Collected data:
____________
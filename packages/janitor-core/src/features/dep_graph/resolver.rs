//! Import-to-file resolution.
//!
//! Python: relative imports walk `relative_level - 1` directories up from
//! the importer and descend into the module path, probing `.py` and
//! `/__init__.py`; absolute imports try the project root and a `src/` root.
//! JS/TS: relative specifiers resolve against the importer's directory with
//! the `.ts/.tsx/.js/.jsx` extension set and `index.*` directory forms;
//! bare specifiers get one project-root attempt and are otherwise external.
//! Unresolved imports are dropped silently.

use std::path::{Path, PathBuf};

use crate::shared::models::{Import, Language};
use crate::shared::utils::paths;

const JS_EXTENSIONS: &[&str] = &["ts", "tsx", "js", "jsx"];

pub struct ModuleResolver {
    project_root: PathBuf,
}

impl ModuleResolver {
    pub fn new(project_root: impl Into<PathBuf>) -> Self {
        Self {
            project_root: project_root.into(),
        }
    }

    /// Resolve one import to zero or more existing target files
    /// (canonicalised).
    pub fn resolve(&self, import: &Import, language: Language) -> Vec<PathBuf> {
        let targets = match language {
            Language::Python => self.resolve_python(import),
            Language::JavaScript | Language::TypeScript => {
                self.resolve_js(import).into_iter().collect()
            }
        };
        targets.into_iter().map(|p| paths::canonicalize(&p)).collect()
    }

    fn resolve_python(&self, import: &Import) -> Vec<PathBuf> {
        if import.is_relative {
            self.resolve_python_relative(import)
        } else {
            self.resolve_python_absolute(import)
        }
    }

    fn resolve_python_relative(&self, import: &Import) -> Vec<PathBuf> {
        let Some(importer_dir) = import.file_path.parent() else {
            return Vec::new();
        };

        let mut base = importer_dir.to_path_buf();
        for _ in 1..import.relative_level {
            if !base.pop() {
                return Vec::new();
            }
        }

        let module_part = import.module.trim_start_matches('.');
        if module_part.is_empty() {
            // `from . import x, y`: each name may be a sibling module; when
            // none is, the package __init__ itself is the target.
            let mut resolved = Vec::new();
            for name in &import.names {
                if let Some(path) = check_python_variants(&base.join(name)) {
                    resolved.push(path);
                }
            }
            if resolved.is_empty() {
                let init = base.join("__init__.py");
                if init.is_file() {
                    resolved.push(init);
                }
            }
            return resolved;
        }

        let mut candidate = base;
        for part in module_part.split('.') {
            candidate.push(part);
        }
        check_python_variants(&candidate).into_iter().collect()
    }

    fn resolve_python_absolute(&self, import: &Import) -> Vec<PathBuf> {
        let parts: Vec<&str> = import.module.split('.').collect();
        let Some(first) = parts.first() else {
            return Vec::new();
        };

        let mut roots = vec![self.project_root.clone()];
        let src = self.project_root.join("src");
        if src.is_dir() {
            roots.push(src);
        }

        for root in roots {
            // cheap existence probe on the first component before descending
            if !root.join(first).exists() && !root.join(format!("{}.py", first)).exists() {
                continue;
            }
            let mut candidate = root;
            for part in &parts {
                candidate.push(part);
            }
            if let Some(path) = check_python_variants(&candidate) {
                // stop at the first resolution
                return vec![path];
            }
        }
        Vec::new()
    }

    fn resolve_js(&self, import: &Import) -> Option<PathBuf> {
        if import.is_relative {
            let importer_dir = import.file_path.parent()?;
            let candidate = paths::normalize(&importer_dir.join(&import.module));
            return probe_js_path(&candidate);
        }
        // Bare specifier: one project-root attempt, otherwise external.
        probe_js_path(&paths::normalize(&self.project_root.join(&import.module)))
    }
}

/// `<base>.py`, then `<base>/__init__.py`.
fn check_python_variants(base: &Path) -> Option<PathBuf> {
    let as_file = base.with_extension("py");
    if as_file.is_file() {
        return Some(as_file);
    }
    let as_package = base.join("__init__.py");
    if as_package.is_file() {
        return Some(as_package);
    }
    None
}

/// Exact file, extension probes, then `index.*` inside a directory.
fn probe_js_path(candidate: &Path) -> Option<PathBuf> {
    if candidate.is_file() {
        return Some(candidate.to_path_buf());
    }
    for ext in JS_EXTENSIONS {
        let with_ext = PathBuf::from(format!("{}.{}", candidate.display(), ext));
        if with_ext.is_file() {
            return Some(with_ext);
        }
    }
    if candidate.is_dir() {
        for ext in JS_EXTENSIONS {
            let index = candidate.join(format!("index.{}", ext));
            if index.is_file() {
                return Some(index);
            }
        }
    }
    None
}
____________
[EXERCISE] Establish how many lines of the data above contain "directory". State that number and no more.

[RESPONSE BELOW] 3